大家努力做比赛,开源也不容易,感觉有帮助的可以点个赞或者关注一下,有机会一起交流,谢谢
# -*- coding: utf-8 -*-
import numpy as np
import pandas as pd
import xgboost as xgb
from sklearn.ensemble import GradientBoostingRegressor
from sklearn.grid_search import RandomizedSearchCV
import lightgbm as lgb
from sklearn.linear_model import LinearRegression
import time
from sklearn.metrics import log_loss
def time2cov(time_):
return time.strftime("%Y-%m-%d %H:%M:%S",time.localtime(time_))
def map_hour(x):
if (x>=7)&(x<=12):
return 1
elif (x>=13)&(x<=20):
return 2
else:
return 3
filepath1 = r"/Users/zhuxiaoxiansheng/Desktop/IJCA/round1_ijcai_18_train_20180301.txt"
traindata = pd.read_csv(filepath1,sep = ' ')
trainlabel = traindata['is_trade']
filepath2 = r"/Users/zhuxiaoxiansheng/Desktop/IJCA/round1_ijcai_18_test_a_20180301.txt"
testdata = pd.read_csv(filepath2, sep = ' ')
print(traindata.shape,trainlabel.shape,testdata.shape)
traindata['context_timestamp'] = traindata['context_timestamp'].apply(time2cov)
traindata['context_timestamp_tmp'] = pd.to_datetime(traindata['context_timestamp'])
traindata['hour'] = traindata.context_timestamp_tmp.dt.hour
traindata['day'] = traindata.context_timestamp_tmp.dt.day
testdata['context_timestamp'] = testdata['context_timestamp'].apply(time2cov)
testdata['context_timestamp_tmp'] = pd.to_datetime(testdata['context_timestamp'])
testdata['hour'] = testdata['context_timestamp_tmp'].dt.hour
testdata['day'] = testdata['context_timestamp_tmp'].dt.day
traindata['hour_seg'] = traindata['hour'].apply(map_hour)
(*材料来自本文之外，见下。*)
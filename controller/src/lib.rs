pub mod dispatch;
pub mod elevator;
pub mod floor;
pub mod inputs;
pub mod request_queue;
pub mod scheduler;
pub mod selector;
pub mod state_machine;
/// ----- SCHEDULER -----
/// Pure forwarding relay between the floor side and the elevator side.
/// Holds no per-floor or per-elevator state: events are routed on their
/// origin alone and forwarded unmodified. One relay instance runs per
/// direction of travel, each blocking on its own input buffer, so neither
/// side is ever busy-polled.

use std::sync::Arc;

use shared_resources::event::{Event, Origin};
use shared_resources::handoff_buffer::HandoffBuffer;

#[derive(Debug, Clone, Copy, PartialEq, Eq)]
pub enum Destination {
    FloorSide,
    ElevatorSide,
}

/// Events from the floor side go to the elevators and vice versa. An event
/// claiming to originate from the scheduler itself is a routing error.
pub fn route(event: &Event) -> Option<Destination> {
    match event.origin {
        Origin::Floor => Some(Destination::ElevatorSide),
        Origin::Elevator => Some(Destination::FloorSide),
        Origin::Scheduler => None,
    }
}

pub fn main(
    input: Arc<HandoffBuffer>,
    floor_side: Arc<HandoffBuffer>,
    elevator_side: Arc<HandoffBuffer>,
) {
    while let Some(event) = input.remove_first(Origin::Scheduler) {
        match route(&event) {
            Some(Destination::FloorSide) => {
                floor_side.add_last(event, Origin::Scheduler);
            }
            Some(Destination::ElevatorSide) => {
                elevator_side.add_last(event, Origin::Scheduler);
            }
            None => {
                log::warn!("scheduler saw an event with its own origin, dropping: {:?}", event);
            }
        }
    }
}
#[derive(serde::Serialize, serde::Deserialize, Debug, Clone, Copy, PartialEq, Eq)]
pub enum Direction {
    Down,
    Stop,
    Up,
}

impl Direction {
    pub fn opposite(self) -> Direction {
        match self {
            Direction::Down => Direction::Up,
            Direction::Up => Direction::Down,
            Direction::Stop => Direction::Stop,
        }
    }

    pub fn as_string(self) -> Option<String> {
        match self {
            Direction::Down => Some(String::from("down")),
            Direction::Up => Some(String::from("up")),
            Direction::Stop => None,
        }
    }

    pub fn from_string(s: &str) -> Option<Direction> {
        match s {
            "down" => Some(Direction::Down),
            "up" => Some(Direction::Up),
            _ => None,
        }
    }

    /// Direction of travel from one floor towards another.
    pub fn towards(from: u8, to: u8) -> Direction {
        if to > from {
            Direction::Up
        } else if to < from {
            Direction::Down
        } else {
            Direction::Stop
        }
    }
}
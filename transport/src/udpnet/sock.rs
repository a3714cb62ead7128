use std::io;
use std::net;

use socket2::{Domain, Protocol, SockAddr, Socket, Type};

fn new_broadcast_socket() -> io::Result<Socket> {
    let sock = Socket::new(Domain::ipv4(), Type::dgram(), Some(Protocol::udp()))?;
    sock.set_broadcast(true)?;
    sock.set_reuse_address(true)?;
    Ok(sock)
}

pub fn new_tx(port: u16, localhost: bool) -> io::Result<(Socket, SockAddr)> {
    let sock = new_broadcast_socket()?;
    let ip = if localhost { [127, 0, 0, 1] } else { [255, 255, 255, 255] };
    let remote_addr = net::SocketAddr::from((ip, port));
    Ok((sock, remote_addr.into()))
}

pub fn new_rx(port: u16) -> io::Result<Socket> {
    let sock = new_broadcast_socket()?;
    let local_addr = net::SocketAddr::from(([0, 0, 0, 0], port));
    sock.bind(&local_addr.into())?;
    Ok(sock)
}
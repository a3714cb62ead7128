use std::thread;

use crossbeam_channel::unbounded;

use shared_resources::config::MonitorConfig;
use transport::udpnet::bcast::{self, RxError};

pub mod display;

fn main() {
    env_logger::init();

    // READ CONFIGURATION
    let config = MonitorConfig::get();

    // INITIALIZE STATUS RECEIVER THREAD
    let (status_tx, status_rx) = unbounded();
    {
        let monitor_port = config.network.monitor_port;
        thread::spawn(move || {
            if let Err(e) = bcast::rx(monitor_port, status_tx) {
                match e {
                    RxError::IoError(e) => log::error!("status receiver stopped: {}", e),
                    RxError::ChannelSendError(_) => (),
                }
            }
        });
    }

    // RUN THE DISPLAY ON THE MAIN THREAD
    if let Err(e) = display::main(status_rx) {
        log::error!("display stopped: {}", e);
    }
}
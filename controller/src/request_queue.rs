/// ----- REQUEST QUEUE -----
/// Per-elevator store of pending stops with SCAN semantics. Stops ahead of
/// the elevator in its serving direction are drained in floor order;
/// already-passed stops wait in the missed set for the next sweep;
/// opposite-direction stops wait for a reversal.

use std::collections::BTreeSet;
use std::fmt;

use shared_resources::config::SystemConfig;
use shared_resources::direction::Direction;
use shared_resources::request::ServiceRequest;

#[derive(Debug, PartialEq, Eq)]
pub enum RequestError {
    InvalidFloor(u8),
    InvalidDirection,
}

impl fmt::Display for RequestError {
    fn fmt(&self, f: &mut fmt::Formatter<'_>) -> fmt::Result {
        match self {
            RequestError::InvalidFloor(floor) => write!(f, "invalid floor number {}", floor),
            RequestError::InvalidDirection => write!(f, "direction must be up or down"),
        }
    }
}

impl std::error::Error for RequestError {}

#[derive(Debug, Clone)]
pub struct RequestQueue {
    serving: Direction,
    current: BTreeSet<u8>,
    opposite: BTreeSet<u8>,
    missed: BTreeSet<u8>,
    num_floors: u8,
    travel_time: f64,
    load_time: f64,
}

impl RequestQueue {
    pub fn new(config: &SystemConfig) -> Self {
        RequestQueue {
            serving: Direction::Up,
            current: BTreeSet::new(),
            opposite: BTreeSet::new(),
            missed: BTreeSet::new(),
            num_floors: config.num_floors,
            travel_time: config.travel_time,
            load_time: config.load_time,
        }
    }

    pub fn serving_direction(&self) -> Direction {
        self.serving
    }

    /// Classifies `request` relative to the elevator's anchor floor and
    /// service direction and files it into one of the three sets.
    pub fn add_request(
        &mut self,
        anchor_floor: u8,
        service_direction: Direction,
        request: ServiceRequest,
    ) -> Result<(), RequestError> {
        self.check_floor(anchor_floor)?;
        self.check_floor(request.floor)?;
        if service_direction == Direction::Stop || request.direction == Direction::Stop {
            return Err(RequestError::InvalidDirection);
        }

        self.serving = service_direction;
        if request.direction == service_direction {
            if request.floor == anchor_floor || ahead(service_direction, anchor_floor, request.floor)
            {
                self.current.insert(request.floor);
            } else {
                self.missed.insert(request.floor);
            }
        } else {
            self.opposite.insert(request.floor);
        }
        Ok(())
    }

    /// A passenger call carries both a pickup and a destination floor; both
    /// become stops so the elevator visits the call floor, then the
    /// destination.
    pub fn add_call(
        &mut self,
        anchor_floor: u8,
        service_direction: Direction,
        floor: u8,
        direction: Direction,
        desired_floor: u8,
    ) -> Result<(), RequestError> {
        self.check_floor(desired_floor)?;
        self.add_request(anchor_floor, service_direction, ServiceRequest::new(floor, direction))?;
        if desired_floor != floor {
            let travel = Direction::towards(floor, desired_floor);
            self.add_request(
                anchor_floor,
                service_direction,
                ServiceRequest::new(desired_floor, travel),
            )?;
        }
        Ok(())
    }

    /// Pops the next stop of the current sweep, in ascending order while
    /// serving Up and descending while serving Down. Never looks at the
    /// other two sets.
    pub fn remove_request(&mut self) -> Option<u8> {
        match self.serving {
            Direction::Up => self.current.pop_first(),
            _ => self.current.pop_last(),
        }
    }

    pub fn peek_next_request(&self) -> Option<u8> {
        let head = match self.serving {
            Direction::Up => self.current.first().copied(),
            _ => self.current.last().copied(),
        };
        if head.is_none() {
            log::warn!("peek_next_request called on an empty current queue");
        }
        head
    }

    /// Only acts once the current sweep is exhausted: missed stops are
    /// folded back into the current queue first, and only if that leaves
    /// nothing to do is the opposite queue swapped in, reversing the
    /// serving direction. Returns true iff the direction reversed.
    pub fn swap_queues(&mut self) -> bool {
        if !self.current.is_empty() {
            return false;
        }
        self.current = std::mem::take(&mut self.missed);
        if !self.current.is_empty() {
            return false;
        }
        if self.opposite.is_empty() {
            return false;
        }
        std::mem::swap(&mut self.current, &mut self.opposite);
        self.serving = self.serving.opposite();
        true
    }

    /// Rough time to clear everything pending, walking the stops in the
    /// order a full scan would visit them. Used only for elevator ranking.
    pub fn get_expected_time(&self, anchor_floor: u8) -> f64 {
        let mut total = 0.0;
        let mut prev = anchor_floor;

        let mut visit = |floor: u8| {
            total += self.load_time + self.travel_time(prev, floor);
            prev = floor;
        };

        match self.serving {
            Direction::Up => {
                self.current.iter().for_each(|&f| visit(f));
                self.opposite.iter().rev().for_each(|&f| visit(f));
                self.missed.iter().for_each(|&f| visit(f));
            }
            _ => {
                self.current.iter().rev().for_each(|&f| visit(f));
                self.opposite.iter().for_each(|&f| visit(f));
                self.missed.iter().rev().for_each(|&f| visit(f));
            }
        }
        total
    }

    pub fn is_empty(&self) -> bool {
        self.current.is_empty() && self.opposite.is_empty() && self.missed.is_empty()
    }

    /// Drops every pending stop. Used when a fault makes the elevator
    /// non-dispatchable.
    pub fn clear(&mut self) {
        self.current.clear();
        self.opposite.clear();
        self.missed.clear();
    }

    fn travel_time(&self, from: u8, to: u8) -> f64 {
        (i16::from(to) - i16::from(from)).unsigned_abs() as f64 * self.travel_time
    }

    fn check_floor(&self, floor: u8) -> Result<(), RequestError> {
        if floor == 0 || floor > self.num_floors {
            return Err(RequestError::InvalidFloor(floor));
        }
        Ok(())
    }
}

fn ahead(direction: Direction, anchor: u8, floor: u8) -> bool {
    match direction {
        Direction::Up => floor > anchor,
        _ => floor < anchor,
    }
}

#[cfg(test)]
mod tests {
    use super::*;

    fn test_config() -> SystemConfig {
        SystemConfig {
            num_floors: 10,
            num_elevators: 1,
            travel_time: 1.0,
            load_time: 2.0,
        }
    }

    fn queue() -> RequestQueue {
        RequestQueue::new(&test_config())
    }

    #[test]
    fn drains_current_sweep_in_ascending_order() {
        let mut q = queue();
        q.add_request(1, Direction::Up, ServiceRequest::new(3, Direction::Up)).unwrap();
        q.add_request(1, Direction::Up, ServiceRequest::new(2, Direction::Up)).unwrap();

        assert_eq!(q.remove_request(), Some(2));
        assert_eq!(q.remove_request(), Some(3));
        assert_eq!(q.remove_request(), None);
    }

    #[test]
    fn passed_stops_land_in_missed() {
        let mut q = queue();
        q.add_request(5, Direction::Up, ServiceRequest::new(3, Direction::Up)).unwrap();

        // Not reachable this sweep.
        assert_eq!(q.remove_request(), None);
        assert!(!q.swap_queues()); // missed refill, no reversal
        assert_eq!(q.remove_request(), Some(3));
        assert!(q.is_empty());
    }

    #[test]
    fn opposite_direction_waits_for_reversal() {
        let mut q = queue();
        q.add_request(1, Direction::Up, ServiceRequest::new(7, Direction::Down)).unwrap();
        q.add_request(1, Direction::Up, ServiceRequest::new(5, Direction::Down)).unwrap();

        assert_eq!(q.remove_request(), None);
        assert!(q.swap_queues());
        assert_eq!(q.serving_direction(), Direction::Down);
        assert_eq!(q.remove_request(), Some(7));
        assert_eq!(q.remove_request(), Some(5));
    }

    #[test]
    fn swap_refuses_while_current_nonempty() {
        let mut q = queue();
        q.add_request(1, Direction::Up, ServiceRequest::new(4, Direction::Up)).unwrap();
        q.add_request(1, Direction::Up, ServiceRequest::new(6, Direction::Down)).unwrap();

        assert!(!q.swap_queues());
        assert_eq!(q.serving_direction(), Direction::Up);
        assert_eq!(q.remove_request(), Some(4));
    }

    #[test]
    fn every_added_request_comes_back_exactly_once() {
        let mut q = queue();
        let added = [
            (3, Direction::Up),
            (8, Direction::Up),
            (2, Direction::Down),
            (9, Direction::Down),
            (5, Direction::Up),
        ];
        for (floor, direction) in added {
            q.add_request(4, Direction::Up, ServiceRequest::new(floor, direction)).unwrap();
        }

        let mut served = Vec::new();
        loop {
            while let Some(floor) = q.remove_request() {
                served.push(floor);
            }
            if q.is_empty() {
                break;
            }
            q.swap_queues();
        }

        let mut expected: Vec<u8> = added.iter().map(|(f, _)| *f).collect();
        expected.sort_unstable();
        served.sort_unstable();
        assert_eq!(served, expected);
    }

    #[test]
    fn scan_order_is_monotone_per_sweep() {
        let mut q = queue();
        for floor in [6, 2, 9, 4] {
            q.add_request(1, Direction::Up, ServiceRequest::new(floor, Direction::Up)).unwrap();
        }
        let mut last = 0;
        while let Some(floor) = q.remove_request() {
            assert!(floor >= last);
            last = floor;
        }

        for floor in [6, 2, 9, 4] {
            q.add_request(10, Direction::Down, ServiceRequest::new(floor, Direction::Down)).unwrap();
        }
        let mut last = u8::MAX;
        while let Some(floor) = q.remove_request() {
            assert!(floor <= last);
            last = floor;
        }
    }

    #[test]
    fn call_enqueues_pickup_and_destination() {
        let mut q = queue();
        q.add_call(1, Direction::Up, 2, Direction::Up, 4).unwrap();

        assert_eq!(q.remove_request(), Some(2));
        assert_eq!(q.remove_request(), Some(4));
        assert!(q.is_empty());
    }

    #[test]
    fn rejects_invalid_arguments() {
        let mut q = queue();
        assert_eq!(
            q.add_request(1, Direction::Up, ServiceRequest::new(0, Direction::Up)),
            Err(RequestError::InvalidFloor(0))
        );
        assert_eq!(
            q.add_request(1, Direction::Up, ServiceRequest::new(11, Direction::Up)),
            Err(RequestError::InvalidFloor(11))
        );
        assert_eq!(
            q.add_request(1, Direction::Stop, ServiceRequest::new(3, Direction::Up)),
            Err(RequestError::InvalidDirection)
        );
        assert_eq!(
            q.add_request(1, Direction::Up, ServiceRequest::new(3, Direction::Stop)),
            Err(RequestError::InvalidDirection)
        );
        assert!(q.is_empty());
    }

    #[test]
    fn peek_does_not_remove() {
        let mut q = queue();
        q.add_request(1, Direction::Up, ServiceRequest::new(3, Direction::Up)).unwrap();
        assert_eq!(q.peek_next_request(), Some(3));
        assert_eq!(q.remove_request(), Some(3));
        assert_eq!(q.peek_next_request(), None);
    }

    #[test]
    fn expected_time_walks_all_three_sets() {
        let mut q = queue();
        q.add_request(1, Direction::Up, ServiceRequest::new(3, Direction::Up)).unwrap();
        q.add_request(1, Direction::Up, ServiceRequest::new(5, Direction::Down)).unwrap();

        // 1 -> 3: load 2.0 + travel 2.0, then 3 -> 5: load 2.0 + travel 2.0
        assert_eq!(q.get_expected_time(1), 8.0);
        assert!(q.remove_request().is_some()); // get_expected_time must not consume
        assert_eq!(q.remove_request(), None);
    }
}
testdata['hour_seg'] = testdata['hour'].apply(map_hour)
del traindata['context_timestamp_tmp']
del traindata['context_timestamp']
del testdata['context_timestamp_tmp']
del testdata['context_timestamp']
print(traindata.shape,trainlabel.shape,testdata.shape,0)
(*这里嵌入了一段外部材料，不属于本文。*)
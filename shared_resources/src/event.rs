use std::time::SystemTime;

use crate::direction::Direction;
use crate::fault::{ElevatorMonitor, Fault};

/// Which actor produced an event. Used by the scheduler for routing and by
/// the handoff buffers for the turn-taking rule.
#[derive(serde::Serialize, serde::Deserialize, Debug, Clone, Copy, PartialEq, Eq)]
pub enum Origin {
    Floor,
    Elevator,
    Scheduler,
}

#[derive(serde::Serialize, serde::Deserialize, Debug, Clone, PartialEq)]
pub enum Payload {
    /// Passenger call from a floor: pick up at `floor`, drop off at
    /// `desired_floor`.
    ElevatorCall {
        floor: u8,
        direction: Direction,
        desired_floor: u8,
    },
    /// Assignment notice sent back to the floor side.
    FloorAssignment {
        floor: u8,
        direction: Direction,
        elevator: u8,
    },
    /// Elevator nearing a floor; `may_stop` is set by the arrival sensor.
    Approach {
        elevator: u8,
        floor: u8,
        may_stop: bool,
    },
    Status(ElevatorMonitor),
    Fault {
        kind: Fault,
        elevator: u8,
    },
}

#[derive(serde::Serialize, serde::Deserialize, Debug, Clone, PartialEq)]
pub struct Event {
    pub timestamp: SystemTime,
    pub origin: Origin,
    pub payload: Payload,
}

impl Event {
    pub fn new(origin: Origin, payload: Payload) -> Self {
        Event {
            timestamp: SystemTime::now(),
            origin,
            payload,
        }
    }
}
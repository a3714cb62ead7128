pub mod bcast;
pub mod sock;
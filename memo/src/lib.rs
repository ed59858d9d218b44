//! An async memoization cache for expensive, caller-supplied fetches.
//!
//! # Features
//! - **Single-flight**: at most one fetch runs per key at a time; concurrent
//!   callers for the same key share its result.
//! - **Lifetimes**: each value expires `lifetime` after it was fetched and
//!   is refetched lazily on the next access.
//! - **Background refresh**: an optional, bounded number of automatic
//!   refetches, one per lifetime, that stop on the first failure.
//! - **Disposal**: values implementing [`Dispose`] or [`AsyncDispose`] are
//!   disposed exactly once when superseded, removed, or when the cache is
//!   closed.
//! - **Cancellation**: every operation takes a [`CancellationToken`] that
//!   aborts its lock wait and fetch.
//!
//! # Example
//!
//! ```rust,no_run
//! use fibre_memo::{CancellationToken, FetchRequest, MemoCache};
//! use std::time::Duration;
//!
//! # async fn run() -> Result<(), fibre_memo::CacheError> {
//! let cache = MemoCache::new();
//! let cancel = CancellationToken::new();
//!
//! let request = FetchRequest::new("greeting", Duration::from_secs(30), |_cancel| async {
//!   Ok::<_, std::io::Error>(String::from("hello"))
//! })
//! .refresh_limit(3);
//!
//! let greeting = cache.get_or_add(request, &cancel).await?;
//! assert_eq!(greeting.as_deref().map(String::as_str), Some("hello"));
//!
//! cache.close().await;
//! # Ok(())
//! # }
//! ```

// Public modules that form the API
pub mod builder;
pub mod dispose;
pub mod error;
pub mod listener;
pub mod metrics;
pub mod policy;
pub mod request;
pub mod runtime;

// Internal, crate-only modules
mod entry;
mod loader;
mod shared;
mod store;
mod sync;
mod task;

// Re-export the primary user-facing types for convenience
pub use builder::MemoCacheBuilder;
pub use dispose::{AsyncDispose, Dispose};
pub use error::{BoxError, CacheError, PolicyError};
pub use listener::{EntryListener, EvictionReason};
pub use metrics::MetricsSnapshot;
pub use policy::FetchPolicy;
pub use request::FetchRequest;
pub use runtime::{TaskSpawner, TokioSpawner};
pub use store::MemoCache;

pub use tokio_util::sync::CancellationToken;
use crate::builder::MemoCacheBuilder;
use crate::entry::CacheEntry;
use crate::error::CacheError;
use crate::listener::EvictionReason;
use crate::loader::CachedValue;
use crate::metrics::Metrics;
use crate::request::FetchRequest;
use crate::shared::CacheShared;
use crate::sync::lock_or_cancel;
use crate::MetricsSnapshot;

use std::collections::HashSet;
use std::fmt;
use std::sync::Arc;

use ahash::HashMap;
use futures_util::future;
use tokio::sync::Mutex;
use tokio_util::sync::CancellationToken;
use tracing::debug;

/// An async memoization cache keyed by string.
///
/// Every structural operation runs under a single store-wide async lock,
/// and [`get_or_add`](Self::get_or_add) keeps that lock for the whole
/// nested fetch. Within an entry, a second lock makes fetching
/// single-flight; background refresh only takes the entry lock.
///
/// Call [`close`](Self::close) to dispose every entry. Dropping the cache
/// without closing it stops background refresh but skips disposal
/// contracts.
pub struct MemoCache {
  entries: Mutex<HashMap<String, Arc<CacheEntry>>>,
  shared: Arc<CacheShared>,
}

impl fmt::Debug for MemoCache {
  fn fmt(&self, f: &mut fmt::Formatter<'_>) -> fmt::Result {
    f.debug_struct("MemoCache")
      .field("shared", &self.shared)
      .finish_non_exhaustive()
  }
}

impl Default for MemoCache {
  fn default() -> Self {
    Self::new()
  }
}

impl Drop for MemoCache {
  fn drop(&mut self) {
    for entry in self.entries.get_mut().values() {
      entry.cancel();
    }
  }
}

impl MemoCache {
  /// Creates a cache with no listener that spawns refresh tasks on the
  /// ambient Tokio runtime.
  pub fn new() -> Self {
    MemoCacheBuilder::new().build()
  }

  pub fn builder() -> MemoCacheBuilder {
    MemoCacheBuilder::new()
  }

  pub(crate) fn from_shared(shared: CacheShared) -> Self {
    Self {
      entries: Mutex::new(HashMap::default()),
      shared: Arc::new(shared),
    }
  }

  pub fn metrics(&self) -> MetricsSnapshot {
    self.shared.metrics.snapshot()
  }

  /// Returns the value for `request.key()`, creating the entry and fetching
  /// as needed.
  ///
  /// The value is fetched when the entry is new or its value has expired.
  /// The request's policy is validated only when it creates the entry; for
  /// an existing key the request is ignored. Returns `Ok(None)` when the entry holds a value of a type other than
  /// `T`. A fetch failure is returned to this caller and the entry stays
  /// expired, so the next call retries.
  pub async fn get_or_add<T>(
    &self,
    request: FetchRequest<T>,
    cancel: &CancellationToken,
  ) -> Result<Option<Arc<T>>, CacheError>
  where
    T: Send + Sync + 'static,
  {
    let mut entries = lock_or_cancel(&self.entries, cancel, None).await?;
    let entry = match entries.get(request.key()).cloned() {
      Some(entry) => entry,
      None => {
        request.policy().validate()?;
        debug!(key = %request.key(), policy = ?request.policy(), "creating cache entry");
        let key = request.key().to_owned();
        let entry = Arc::new(CacheEntry::new(request, self.shared.clone()));
        entries.insert(key, entry.clone());
        entry
      }
    };

    let value = entry.get_or_fetch(cancel).await?;
    drop(entries);

    Ok(downcast(value))
  }

  /// Returns the current value for `key` without fetching or checking
  /// expiration.
  pub async fn get<T>(&self, key: &str, cancel: &CancellationToken) -> Result<Option<Arc<T>>, CacheError>
  where
    T: Send + Sync + 'static,
  {
    let entries = lock_or_cancel(&self.entries, cancel, None).await?;
    Ok(entries.get(key).and_then(|entry| entry.current()).and_then(downcast))
  }

  /// Removes and disposes the entry for `key`. Returns whether an entry was
  /// present.
  pub async fn remove(&self, key: &str, cancel: &CancellationToken) -> Result<bool, CacheError> {
    let mut entries = lock_or_cancel(&self.entries, cancel, None).await?;
    let Some(entry) = entries.remove(key) else {
      return Ok(false);
    };

    debug!(key = %key, "removing cache entry");
    entry.dispose(EvictionReason::Removed).await;
    Metrics::incr(&self.shared.metrics.removals);
    Ok(true)
  }

  /// Returns a snapshot of the current keys.
  pub async fn keys(&self, cancel: &CancellationToken) -> Result<HashSet<String>, CacheError> {
    let entries = lock_or_cancel(&self.entries, cancel, None).await?;
    Ok(entries.keys().cloned().collect())
  }

  pub async fn contains_key(&self, key: &str, cancel: &CancellationToken) -> Result<bool, CacheError> {
    let entries = lock_or_cancel(&self.entries, cancel, None).await?;
    Ok(entries.contains_key(key))
  }

  pub async fn len(&self, cancel: &CancellationToken) -> Result<usize, CacheError> {
    let entries = lock_or_cancel(&self.entries, cancel, None).await?;
    Ok(entries.len())
  }

  /// Drains the cache and disposes every entry concurrently. The store
  /// lock is released before disposal starts. Calling `close` again, or
  /// using the cache afterwards, is allowed.
  pub async fn close(&self) {
    let drained: Vec<Arc<CacheEntry>> = {
      let mut entries = self.entries.lock().await;
      entries.drain().map(|(_, entry)| entry).collect()
    };
    if drained.is_empty() {
      return;
    }

    debug!(entries = drained.len(), "closing cache");
    future::join_all(drained.iter().map(|entry| entry.dispose(EvictionReason::Closed))).await;
  }
}

#[inline]
fn downcast<T: Send + Sync + 'static>(value: CachedValue) -> Option<Arc<T>> {
  value.downcast::<T>().ok()
}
#=========================
#处理item_id列
#========================
counts = pd.DataFrame(pd.value_counts(traindata['item_id']))
counts1 = pd.DataFrame(pd.value_counts(testdata['item_id']))
traindata['item_id'] = traindata['item_id'].replace(counts.index.tolist(),counts['item_id'].tolist())
testdata['item_id'] = testdata['item_id'].replace(counts1.index.tolist(),counts1['item_id'].tolist())
print(4)
#========================
#处理item_brand_id列
#========================
counts = pd.DataFrame(pd.value_counts(traindata['item_brand_id']))
counts1 = pd.DataFrame(pd.value_counts(testdata['item_brand_id']))
traindata['item_brand_id'] = traindata['item_brand_id'].replace(counts.index.tolist(),counts['item_brand_id'].tolist())
testdata['item_brand_id'] = testdata['item_brand_id'].replace(counts1.index.tolist(),counts1['item_brand_id'].tolist())
print(6)
#=========================
#处理shop_id列
#========================
counts = pd.DataFrame(pd.value_counts(traindata['shop_id']))
counts1 = pd.DataFrame(pd.value_counts(testdata['shop_id']))
traindata['shop_id'] = traindata['shop_id'].replace(counts.index.tolist(),counts['shop_id'].tolist())
testdata['shop_id'] = testdata['shop_id'].replace(counts1.index.tolist(),counts1['shop_id'].tolist())
print(10)
#=========================
#处理city列
#========================
counts = pd.DataFrame(pd.value_counts(traindata['item_city_id']))
counts1 = pd.DataFrame(pd.value_counts(testdata['item_city_id']))
traindata['item_city_id'] = traindata['item_city_id'].replace(counts.index.tolist(),counts['item_city_id'].tolist())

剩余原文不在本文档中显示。